Dover police chief not ready for counselors in patrol cars

Marvin Mailey

DOVER — There are a wide variety of tools available that officers from the Dover Police Department routinely use to address crime within the city and interact with the public every day.

However, there is one tool that Dover Police Chief Marvin Mailey said he isn’t exactly comfortable with using just yet — embedded drug/mental health counselors in patrol cars.

Dover City Councilman Tanner Polce recently suggested to the chief that the police department have the embedded counselors ride along with officers on patrol to help assist with incidents involving drug use and mental-health disorders.

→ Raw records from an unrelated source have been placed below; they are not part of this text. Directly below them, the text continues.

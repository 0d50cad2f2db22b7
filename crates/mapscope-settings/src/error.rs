//! Settings errors.

use std::io;
use std::path::{Path, PathBuf};
use thiserror::Error;

#[derive(Error, Debug)]
pub enum SettingsError {
    /// A value failed validation. `key` is the dotted path of the value.
    #[error("{key}: {reason}")]
    Invalid { key: String, reason: String },

    #[error("no configuration directory on this platform")]
    NoConfigDir,

    #[error("cannot access {}: {source}", path.display())]
    Io {
        path: PathBuf,
        #[source]
        source: io::Error,
    },

    #[error("{} is not valid {format}: {reason}", path.display())]
    Parse {
        path: PathBuf,
        format: &'static str,
        reason: String,
    },

    #[error("cannot encode settings as {format}: {reason}")]
    Encode {
        format: &'static str,
        reason: String,
    },

    #[error(transparent)]
    Config(#[from] ConfigError),
}

impl SettingsError {
    pub(crate) fn invalid(key: &str, reason: impl Into<String>) -> Self {
        SettingsError::Invalid {
            key: key.to_string(),
            reason: reason.into(),
        }
    }

    pub(crate) fn io(path: &Path, source: io::Error) -> Self {
        SettingsError::Io {
            path: path.to_path_buf(),
            source,
        }
    }
}

/// Structural problems with a settings file.
#[derive(Error, Debug)]
pub enum ConfigError {
    #[error("unsupported settings file extension '{0}' (expected json or toml)")]
    UnsupportedFormat(String),

    #[error("layer id '{0}' is used more than once")]
    DuplicateLayer(String),
}

pub type SettingsResult<T> = Result<T, SettingsError>;
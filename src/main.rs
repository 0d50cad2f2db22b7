use mapscope::{build_services, build_viewer, init_logging, Config, EventBus, VERSION};
use mapscope_map::HeadlessSurface;
use std::path::PathBuf;
use std::sync::Arc;

#[tokio::main]
async fn main() -> anyhow::Result<()> {
    init_logging()?;
    tracing::info!("MapScope {} ({})", VERSION, mapscope::BUILD_DATE);

    let path = match std::env::args().nth(1) {
        Some(arg) => PathBuf::from(arg),
        None => Config::default_path()?,
    };
    let config = Config::load_or_default(&path)?;

    let services = build_services(&config);
    let mut viewer = build_viewer(
        &config,
        Box::new(HeadlessSurface::new()),
        Arc::new(EventBus::new()),
    );

    let loaded = viewer.load_visible(&services.features).await;
    for layer in viewer.layers().data_layers() {
        let count = layer.store().map(|s| s.len()).unwrap_or(0);
        tracing::info!("{}: {} features", layer.name, count);
    }
    tracing::info!("Loaded {} features in total", loaded);

    Ok(())
}
//! Route point picking for path analysis.

use mapscope_core::ValidationError;
use serde::{Deserialize, Serialize};

use crate::projection::LonLat;

/// Which path point a map click sets.
#[derive(Debug, Clone, Copy, PartialEq, Eq, Default, Serialize, Deserialize)]
#[serde(rename_all = "lowercase")]
pub enum PathPointType {
    #[default]
    Start,
    End,
    Waypoint,
    Barrier,
}

/// Picked route points in longitude/latitude.
#[derive(Debug, Clone, Default, PartialEq, Serialize, Deserialize)]
pub struct PathPoints {
    pub start: Option<LonLat>,
    pub end: Option<LonLat>,
    pub waypoints: Vec<LonLat>,
    /// Recorded for display; never sent to the routing service.
    pub barriers: Vec<LonLat>,
}

impl PathPoints {
    /// Stores a point: start and end replace, waypoints and barriers append.
    pub fn set(&mut self, kind: PathPointType, point: LonLat) {
        match kind {
            PathPointType::Start => self.start = Some(point),
            PathPointType::End => self.end = Some(point),
            PathPointType::Waypoint => self.waypoints.push(point),
            PathPointType::Barrier => self.barriers.push(point),
        }
    }

    /// Ordered points to route through: start, waypoints, end.
    pub fn route_points(&self) -> Result<Vec<LonLat>, ValidationError> {
        let start = self.start.ok_or_else(|| ValidationError::MissingRouteEndpoint {
            endpoint: "start".to_string(),
        })?;
        let end = self.end.ok_or_else(|| ValidationError::MissingRouteEndpoint {
            endpoint: "end".to_string(),
        })?;
        let mut points = Vec::with_capacity(self.waypoints.len() + 2);
        points.push(start);
        points.extend(self.waypoints.iter().copied());
        points.push(end);
        Ok(points)
    }

    pub fn is_empty(&self) -> bool {
        self.start.is_none()
            && self.end.is_none()
            && self.waypoints.is_empty()
            && self.barriers.is_empty()
    }

    pub fn clear(&mut self) {
        *self = Self::default();
    }
}

/// A labelled marker drawn for a picked point.
#[derive(Debug, Clone, PartialEq)]
pub struct PathMarker {
    pub kind: PathPointType,
    pub position: LonLat,
    /// `S`, `E`, waypoint number, or `X` for barriers.
    pub label: String,
}

/// Path analysis picking state: the points plus the selected point type.
#[derive(Debug, Clone, Default, PartialEq)]
pub struct PathPicker {
    points: PathPoints,
    current: PathPointType,
    markers: Vec<PathMarker>,
}

impl PathPicker {
    pub fn new() -> Self {
        Self::default()
    }

    pub fn points(&self) -> &PathPoints {
        &self.points
    }

    pub fn current_type(&self) -> PathPointType {
        self.current
    }

    pub fn set_current_type(&mut self, kind: PathPointType) {
        self.current = kind;
    }

    /// Handles a map click according to the selected point type.
    pub fn pick(&mut self, point: LonLat) -> PathPointType {
        let kind = self.current;
        self.points.set(kind, point);
        let label = match kind {
            PathPointType::Start => "S".to_string(),
            PathPointType::End => "E".to_string(),
            PathPointType::Waypoint => self.points.waypoints.len().to_string(),
            PathPointType::Barrier => "X".to_string(),
        };
        self.markers.push(PathMarker {
            kind,
            position: point,
            label,
        });
        kind
    }

    /// Every marker placed, oldest first.
    pub fn markers(&self) -> &[PathMarker] {
        &self.markers
    }

    /// Clears points and markers; the selected type is kept.
    pub fn clear(&mut self) {
        self.points.clear();
        self.markers.clear();
    }
}
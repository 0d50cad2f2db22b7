//! Pointer and keyboard input.

use mapscope_core::{AppEvent, QueryEvent};

use super::loading::RasterQuery;
use super::MapViewer;
use crate::geometry::Coordinate;
use crate::highlight::HighlightChannel;
use crate::layer::topmost_raster;
use crate::panels::{FeatureInfo, InfoPanel};
use crate::projection::LonLat;
use crate::query::{QueryHit, QueryResult, SpatialQuery};
use crate::services::RasterInfoRequest;
use crate::surface::Cursor;
use crate::tools::box_select::pixels_to_extent;
use crate::tools::{InteractionMode, PathPointType, ToolSession};
use crate::viewport::Pixel;

/// Keys the viewer reacts to.
#[derive(Debug, Clone, Copy, PartialEq, Eq)]
pub enum Key {
    /// Cancels the current sketch or drag.
    Escape,
    /// Finishes the current sketch, like a double-click.
    Enter,
}

/// What a click did.
#[derive(Debug, Clone, PartialEq)]
pub enum ClickOutcome {
    /// The current tool does not use clicks.
    Ignored,
    /// A vector feature was picked.
    Hit(QueryHit),
    /// Nothing under the pointer and no raster to ask.
    Miss,
    /// Nothing vector under the pointer; a raster point query should run.
    Raster(RasterQuery),
    /// A vertex was added to the current sketch.
    Vertex,
    /// A measurement was committed with this label.
    Measured(String),
    /// A shape was drawn; `total` drawn features now exist.
    Drawn { total: usize },
    /// A route point was picked.
    PathPoint(PathPointType),
}

impl MapViewer {
    /// Handles a single click at `pixel`.
    pub fn handle_click(&mut self, pixel: Pixel) -> ClickOutcome {
        let coordinate = self.viewport.pixel_to_coordinate(pixel);
        match self.coordinator.current() {
            InteractionMode::QuerySingle => self.query_point(coordinate),
            InteractionMode::PathAnalysis => self.pick_path_point(coordinate),
            mode if mode.is_measure() || mode.is_draw() => self.add_sketch_vertex(coordinate),
            _ => ClickOutcome::Ignored,
        }
    }

    /// Handles a double-click: finishes a measurement or a line/polygon
    /// drawing.
    pub fn handle_double_click(&mut self, _pixel: Pixel) -> ClickOutcome {
        self.finish_sketch()
    }

    /// Starts a box drag. Returns false outside box selection.
    pub fn handle_pointer_down(&mut self, pixel: Pixel) -> bool {
        match self.coordinator.session_mut() {
            ToolSession::BoxSelect(tool) => {
                tool.pointer_down(pixel);
                true
            }
            _ => false,
        }
    }

    /// Moves the free corner of a box drag.
    pub fn handle_pointer_drag(&mut self, pixel: Pixel) {
        if let ToolSession::BoxSelect(tool) = self.coordinator.session_mut() {
            tool.pointer_drag(pixel);
        }
    }

    /// Ends a box drag and selects what the box covers.
    pub fn handle_pointer_up(&mut self, pixel: Pixel) -> Option<QueryResult> {
        let corners = match self.coordinator.session_mut() {
            ToolSession::BoxSelect(tool) => tool.pointer_up(pixel),
            _ => None,
        }?;
        let extent = pixels_to_extent(&self.viewport, corners.0, corners.1);
        self.select_in_extent(&extent)
    }

    /// Updates the pointer readout, the hover cursor and the help tooltip.
    pub fn handle_pointer_move(&mut self, pixel: Pixel) {
        let coordinate = self.viewport.pixel_to_coordinate(pixel);
        self.coordinator
            .status_mut()
            .pointer_position(LonLat::from_map(coordinate));

        let mode = self.coordinator.current();
        let cursor = match mode {
            InteractionMode::QuerySingle | InteractionMode::None => {
                if self.has_feature_at(coordinate) {
                    Cursor::Pointer
                } else {
                    Cursor::Default
                }
            }
            other => other.cursor(),
        };
        self.coordinator.surface_mut().set_cursor(cursor);
        self.coordinator.status_mut().cursor(cursor);

        match self.tooltip_text(mode, coordinate) {
            Some(text) => self.coordinator.status_mut().show_tooltip(text, coordinate),
            None => self.coordinator.status_mut().hide_tooltip(),
        }
    }

    /// Handles a key press. Returns false when the key did nothing.
    pub fn handle_key(&mut self, key: Key) -> bool {
        match key {
            Key::Escape => self.coordinator.cancel_on_escape(),
            Key::Enter => !matches!(self.finish_sketch(), ClickOutcome::Ignored),
        }
    }

    fn has_feature_at(&self, coordinate: Coordinate) -> bool {
        SpatialQuery::new(&self.layers).has_feature_at(coordinate, self.hit_tolerance())
    }

    /// Single-click query: the topmost vector feature, or a raster point
    /// query when no vector feature is there.
    fn query_point(&mut self, coordinate: Coordinate) -> ClickOutcome {
        self.point_queries += 1;
        let hit = SpatialQuery::new(&self.layers).at_point(coordinate, self.hit_tolerance());
        match hit {
            Some(hit) => {
                self.coordinator
                    .highlights_mut()
                    .set(HighlightChannel::SingleQuery, [hit.feature.as_ref()]);
                self.coordinator.set_info(InfoPanel::Feature(FeatureInfo {
                    layer_id: hit.layer_id.clone(),
                    layer_name: hit.layer_name.clone(),
                    feature: hit.feature.clone(),
                }));
                self.coordinator
                    .status_mut()
                    .success(format!("Showing attributes from {}", hit.layer_name));
                self.publish(AppEvent::Query(QueryEvent::PointHit {
                    layer_id: hit.layer_id.clone(),
                    feature_id: hit.feature.id().map(str::to_string),
                }));
                ClickOutcome::Hit(hit)
            }
            None => {
                self.coordinator
                    .highlights_mut()
                    .clear(HighlightChannel::SingleQuery);
                self.coordinator.set_info(InfoPanel::Hidden);

                if let Some(raster) = topmost_raster(&self.rasters) {
                    tracing::debug!("No vector hit, querying raster {}", raster.id);
                    return ClickOutcome::Raster(RasterQuery {
                        ticket: self.coordinator.ticket(),
                        click: self.point_queries,
                        title: raster.title.clone(),
                        request: RasterInfoRequest {
                            layer_id: raster.id.clone(),
                            url: raster.url.clone(),
                            layer_name: raster.layer_name.clone(),
                            coordinate,
                            resolution: self.viewport.resolution(),
                        },
                    });
                }
                self.coordinator.status_mut().info("No feature at this location");
                self.publish(AppEvent::Query(QueryEvent::PointMiss));
                ClickOutcome::Miss
            }
        }
    }

    fn pick_path_point(&mut self, coordinate: Coordinate) -> ClickOutcome {
        let ToolSession::Path(picker) = self.coordinator.session_mut() else {
            return ClickOutcome::Ignored;
        };
        let kind = picker.pick(LonLat::from_map(coordinate));
        if kind == PathPointType::Barrier {
            self.coordinator.status_mut().info("Barrier marked");
        }
        ClickOutcome::PathPoint(kind)
    }

    fn add_sketch_vertex(&mut self, coordinate: Coordinate) -> ClickOutcome {
        let drawn = match self.coordinator.session_mut() {
            ToolSession::Measure(sketch) => {
                sketch.add_vertex(coordinate);
                return ClickOutcome::Vertex;
            }
            ToolSession::Draw(sketch) => match sketch.add_vertex(coordinate) {
                Some(geometry) => (sketch.shape(), geometry),
                None => return ClickOutcome::Vertex,
            },
            _ => return ClickOutcome::Ignored,
        };
        self.commit_drawing(drawn.0, drawn.1)
    }

    fn finish_sketch(&mut self) -> ClickOutcome {
        match self.coordinator.session_mut() {
            ToolSession::Measure(sketch) => {
                let Some(measured) = sketch.finish(self.engine.as_ref()) else {
                    return ClickOutcome::Ignored;
                };
                let label = measured.label.clone();
                self.coordinator.measures_mut().push(measured);
                self.coordinator.status_mut().hide_tooltip();
                self.coordinator
                    .status_mut()
                    .success(format!("Measured {}", label));
                ClickOutcome::Measured(label)
            }
            ToolSession::Draw(sketch) => {
                let shape = sketch.shape();
                match sketch.finish() {
                    Some(geometry) => self.commit_drawing(shape, geometry),
                    None => ClickOutcome::Ignored,
                }
            }
            _ => ClickOutcome::Ignored,
        }
    }

    fn commit_drawing(
        &mut self,
        shape: crate::tools::DrawShape,
        geometry: crate::geometry::Geometry,
    ) -> ClickOutcome {
        let total = self.coordinator.drawings_mut().add(shape, geometry);
        tracing::debug!("Drew {} ({} total)", shape.name(), total);
        self.coordinator.status_mut().success(format!(
            "Added {} | {} drawn features",
            shape.name(),
            total
        ));
        ClickOutcome::Drawn { total }
    }

    /// Help text, or the live measurement once a measure sketch has started.
    fn tooltip_text(&self, mode: InteractionMode, pointer: Coordinate) -> Option<String> {
        if let ToolSession::Measure(sketch) = self.coordinator.session() {
            if sketch.is_started() {
                let mut preview = sketch.clone();
                preview.add_vertex(pointer);
                if let Some(label) = preview.label(self.engine.as_ref()) {
                    return Some(label);
                }
            }
        }
        mode.help_text().map(str::to_string)
    }
}

#[cfg(test)]
mod tests {
    use super::super::tests::viewer;
    use super::*;
    use crate::feature::Feature;
    use crate::geometry::Geometry;
    use crate::layer::{Layer, RasterLayer};
    use crate::surface::MapSurface;

    fn square(cx: f64, cy: f64, half: f64) -> Geometry {
        Geometry::Polygon(vec![vec![
            Coordinate::new(cx - half, cy - half),
            Coordinate::new(cx + half, cy - half),
            Coordinate::new(cx + half, cy + half),
            Coordinate::new(cx - half, cy + half),
            Coordinate::new(cx - half, cy - half),
        ]])
    }

    fn center_pixel(viewer: &MapViewer) -> Pixel {
        viewer.viewport().coordinate_to_pixel(viewer.viewport().center())
    }

    #[test]
    fn test_click_hits_topmost_layer() {
        let (mut viewer, _) = viewer();
        let center = viewer.viewport().center();
        let lower = Layer::data("lower", "Lower");
        let upper = Layer::data("upper", "Upper");
        lower.store().unwrap().add(Feature::new(square(center.x, center.y, 1000.0)));
        upper.store().unwrap().add(Feature::new(square(center.x, center.y, 1000.0)).with_id("u1"));
        viewer.add_layer(lower);
        viewer.add_layer(upper);
        viewer.activate(InteractionMode::QuerySingle).unwrap();

        let pixel = center_pixel(&viewer);
        let ClickOutcome::Hit(hit) = viewer.handle_click(pixel) else {
            panic!("expected a hit");
        };
        assert_eq!(hit.layer_id, "upper");
        assert_eq!(
            viewer.coordinator().highlights().len(HighlightChannel::SingleQuery),
            1
        );
        assert!(viewer.coordinator().info().is_visible());
    }

    #[test]
    fn test_miss_falls_back_to_raster() {
        let (mut viewer, _) = viewer();
        viewer.add_raster(RasterLayer {
            id: "dem".to_string(),
            title: "Elevation".to_string(),
            url: "http://localhost/wms".to_string(),
            layer_name: "ws:dem".to_string(),
            visible: true,
            z_index: 1,
        });
        viewer.activate(InteractionMode::QuerySingle).unwrap();
        match viewer.handle_click(Pixel::new(10.0, 10.0)) {
            ClickOutcome::Raster(query) => {
                assert_eq!(query.request.layer_name, "ws:dem");
                assert!(viewer.coordinator().is_current(&query.ticket));
            }
            other => panic!("unexpected {:?}", other),
        }

        viewer.set_raster_visible("dem", false);
        assert_eq!(viewer.handle_click(Pixel::new(10.0, 10.0)), ClickOutcome::Miss);
    }

    #[test]
    fn test_measure_by_clicks() {
        let (mut viewer, _) = viewer();
        viewer.activate(InteractionMode::MeasureDistance).unwrap();
        assert_eq!(viewer.handle_click(Pixel::new(100.0, 100.0)), ClickOutcome::Vertex);
        viewer.handle_pointer_move(Pixel::new(150.0, 100.0));
        let tooltip = viewer.coordinator().status().display().tooltip.clone();
        assert!(tooltip.unwrap().text.ends_with("km"));

        viewer.handle_click(Pixel::new(200.0, 100.0));
        assert!(matches!(
            viewer.handle_double_click(Pixel::new(200.0, 100.0)),
            ClickOutcome::Measured(_)
        ));
        assert_eq!(viewer.coordinator().measures().len(), 1);
    }

    #[test]
    fn test_draw_circle_and_escape() {
        let (mut viewer, surface) = viewer();
        viewer.activate(InteractionMode::DrawCircle).unwrap();
        assert_eq!(viewer.handle_click(Pixel::new(100.0, 100.0)), ClickOutcome::Vertex);
        assert_eq!(
            viewer.handle_click(Pixel::new(120.0, 100.0)),
            ClickOutcome::Drawn { total: 1 }
        );
        viewer.handle_click(Pixel::new(300.0, 300.0));
        assert!(viewer.handle_key(Key::Escape));
        assert_eq!(viewer.current_mode(), InteractionMode::None);
        assert_eq!(viewer.coordinator().drawings().len(), 1);
        assert_eq!(surface.interaction_count(), 0);
    }

    #[test]
    fn test_box_drag_selects() {
        let (mut viewer, _) = viewer();
        let center = viewer.viewport().center();
        let layer = Layer::data("parcels", "Parcels");
        layer.store().unwrap().add(Feature::new(square(center.x, center.y, 100.0)));
        viewer.add_layer(layer);
        viewer.activate(InteractionMode::QueryBox).unwrap();

        let c = center_pixel(&viewer);
        assert!(viewer.handle_pointer_down(Pixel::new(c.x - 50.0, c.y - 50.0)));
        viewer.handle_pointer_drag(Pixel::new(c.x, c.y));
        let result = viewer.handle_pointer_up(Pixel::new(c.x + 50.0, c.y + 50.0)).unwrap();
        assert_eq!((result.total(), result.layer_count()), (1, 1));
        assert_eq!(viewer.coordinator().highlights().len(HighlightChannel::BoxQuery), 1);

        // A click without movement is a degenerate box.
        viewer.handle_pointer_down(c);
        let result = viewer.handle_pointer_up(c).unwrap();
        assert!(result.is_empty());
    }

    #[test]
    fn test_hover_cursor() {
        let (mut viewer, surface) = viewer();
        let center = viewer.viewport().center();
        let layer = Layer::data("parcels", "Parcels");
        layer.store().unwrap().add(Feature::new(square(center.x, center.y, 100_000.0)));
        viewer.add_layer(layer);
        viewer.activate(InteractionMode::QuerySingle).unwrap();

        viewer.handle_pointer_move(center_pixel(&viewer));
        assert_eq!(surface.cursor(), Cursor::Pointer);
        viewer.handle_pointer_move(Pixel::new(0.0, 0.0));
        assert_eq!(surface.cursor(), Cursor::Default);

        viewer.activate(InteractionMode::QueryBox).unwrap();
        viewer.handle_pointer_move(center_pixel(&viewer));
        assert_eq!(surface.cursor(), Cursor::Crosshair);
    }
}
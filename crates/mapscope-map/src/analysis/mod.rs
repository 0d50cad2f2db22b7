//! Non-exclusive analysis outputs.
//!
//! Buffer polygons and the computed route live here, outside the mode
//! coordinator, so switching tools never removes them. Each has its own
//! explicit clear action.

pub mod buffer;
pub mod route;

pub use buffer::{BufferOutput, BufferRequest};
pub use route::{
    route_arrows, PendingRoute, RouteArrow, RouteOutput, RouteRequest, RouteResponse,
    ARROW_INTERVAL,
};

use crate::feature::Feature;

/// What happened to the result of an async task.
#[derive(Debug, Clone, Copy, PartialEq, Eq)]
pub enum TaskOutcome {
    /// The launching activation was still current; the result is shown.
    Applied,
    /// The operator moved on; the result was dropped.
    Discarded,
}

/// Persisted analysis outputs.
#[derive(Debug, Clone, Default, PartialEq)]
pub struct AnalysisState {
    buffer: Option<BufferOutput>,
    route: Option<RouteOutput>,
}

impl AnalysisState {
    pub fn new() -> Self {
        Self::default()
    }

    pub fn buffer(&self) -> Option<&BufferOutput> {
        self.buffer.as_ref()
    }

    /// Replaces the previous buffer output.
    pub fn set_buffer(&mut self, output: BufferOutput) {
        self.buffer = Some(output);
    }

    /// Returns true if there was something to clear.
    pub fn clear_buffer(&mut self) -> bool {
        self.buffer.take().is_some()
    }

    pub fn route(&self) -> Option<&RouteOutput> {
        self.route.as_ref()
    }

    pub fn set_route(&mut self, output: RouteOutput) {
        self.route = Some(output);
    }

    pub fn clear_route(&mut self) -> bool {
        self.route.take().is_some()
    }

    pub fn is_empty(&self) -> bool {
        self.buffer.is_none() && self.route.is_none()
    }

    /// Content of the analysis highlight channel: buffers, then the route.
    pub fn features(&self) -> Vec<Feature> {
        let mut features: Vec<Feature> = self
            .buffer
            .iter()
            .flat_map(|b| b.features.iter().cloned())
            .collect();
        if let Some(route) = &self.route {
            features.push(
                Feature::new(route.geometry.clone())
                    .with_id("route")
                    .with_attribute("distance_km", route.distance_km)
                    .with_attribute("duration_min", route.duration_min),
            );
        }
        features
    }
}
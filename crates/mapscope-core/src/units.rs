//! Measurement formatting
//!
//! Lengths are labelled in meters up to one kilometer, areas in square
//! meters up to 10 000 m². Values are rounded to two decimals and printed
//! without trailing zeros (`12.5 m`, `3 km`).

use serde::{Deserialize, Serialize};
use std::fmt;

/// Meters in a kilometer.
pub const METERS_PER_KM: f64 = 1000.0;

/// Square meters above which areas switch to square kilometers.
pub const AREA_KM2_THRESHOLD: f64 = 10_000.0;

/// Unit a measurement label is printed in
#[derive(Debug, Clone, Copy, PartialEq, Eq, Serialize, Deserialize)]
pub enum MeasureUnit {
    /// Meters
    Meters,
    /// Kilometers
    Kilometers,
    /// Square meters
    SquareMeters,
    /// Square kilometers
    SquareKilometers,
}

impl fmt::Display for MeasureUnit {
    fn fmt(&self, f: &mut fmt::Formatter<'_>) -> fmt::Result {
        match self {
            Self::Meters => write!(f, "m"),
            Self::Kilometers => write!(f, "km"),
            Self::SquareMeters => write!(f, "m²"),
            Self::SquareKilometers => write!(f, "km²"),
        }
    }
}

/// A rounded measurement value with its display unit
#[derive(Debug, Clone, Copy, PartialEq, Serialize, Deserialize)]
pub struct Measurement {
    pub value: f64,
    pub unit: MeasureUnit,
}

impl fmt::Display for Measurement {
    fn fmt(&self, f: &mut fmt::Formatter<'_>) -> fmt::Result {
        write!(f, "{} {}", self.value, self.unit)
    }
}

/// Rounds to two decimal places.
pub fn round2(value: f64) -> f64 {
    (value * 100.0).round() / 100.0
}

/// Picks the display unit for a geodesic length in meters.
pub fn length_measurement(meters: f64) -> Measurement {
    if meters > METERS_PER_KM {
        Measurement {
            value: round2(meters / METERS_PER_KM),
            unit: MeasureUnit::Kilometers,
        }
    } else {
        Measurement {
            value: round2(meters),
            unit: MeasureUnit::Meters,
        }
    }
}

/// Picks the display unit for an area in square meters.
pub fn area_measurement(square_meters: f64) -> Measurement {
    if square_meters > AREA_KM2_THRESHOLD {
        Measurement {
            value: round2(square_meters / 1_000_000.0),
            unit: MeasureUnit::SquareKilometers,
        }
    } else {
        Measurement {
            value: round2(square_meters),
            unit: MeasureUnit::SquareMeters,
        }
    }
}

/// Formats a length label, e.g. `"1.23 km"`.
pub fn format_length(meters: f64) -> String {
    length_measurement(meters).to_string()
}

/// Formats an area label, e.g. `"4.5 km²"`.
pub fn format_area(square_meters: f64) -> String {
    area_measurement(square_meters).to_string()
}

/// Route distance in kilometers, rounded to two decimals.
pub fn route_distance_km(meters: f64) -> f64 {
    round2(meters / METERS_PER_KM)
}

/// Route duration in whole minutes, rounded up.
pub fn route_duration_minutes(seconds: f64) -> u64 {
    if seconds <= 0.0 {
        return 0;
    }
    (seconds / 60.0).ceil() as u64
}

#[cfg(test)]
mod tests {
    use super::*;

    #[test]
    fn test_length_switches_to_km_above_1000() {
        assert_eq!(format_length(999.994), "999.99 m");
        assert_eq!(format_length(1000.0), "1000 m");
        assert_eq!(format_length(1234.0), "1.23 km");
        assert_eq!(format_length(12.5), "12.5 m");
    }

    #[test]
    fn test_area_switches_to_km2_above_10000() {
        assert_eq!(format_area(10_000.0), "10000 m²");
        assert_eq!(format_area(2_500_000.0), "2.5 km²");
        assert_eq!(format_area(0.126), "0.13 m²");
    }

    #[test]
    fn test_route_units() {
        assert_eq!(route_distance_km(12_346.0), 12.35);
        assert_eq!(route_duration_minutes(61.0), 2);
        assert_eq!(route_duration_minutes(120.0), 2);
        assert_eq!(route_duration_minutes(0.0), 0);
    }
}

For now, Chief Mailey said he is a no-go on having embedded counselors ride along with patrol officers due to the inherent dangers involved in going directly to potentially volatile situations.

“We did look at what some of the other agencies are doing as far as having a counselor ride with an officer and that presented a lot of problems for us, so at this point, we’re not ready to make that jump,” Chief Mailey said. “Some of the problems that we saw was the liability factor of a counselor riding with an officer. If an officer should have to go to a hot complaint, an active shooter, we can’t take a counselor into that environment. I know they wear body armor and I know there’s measures taken.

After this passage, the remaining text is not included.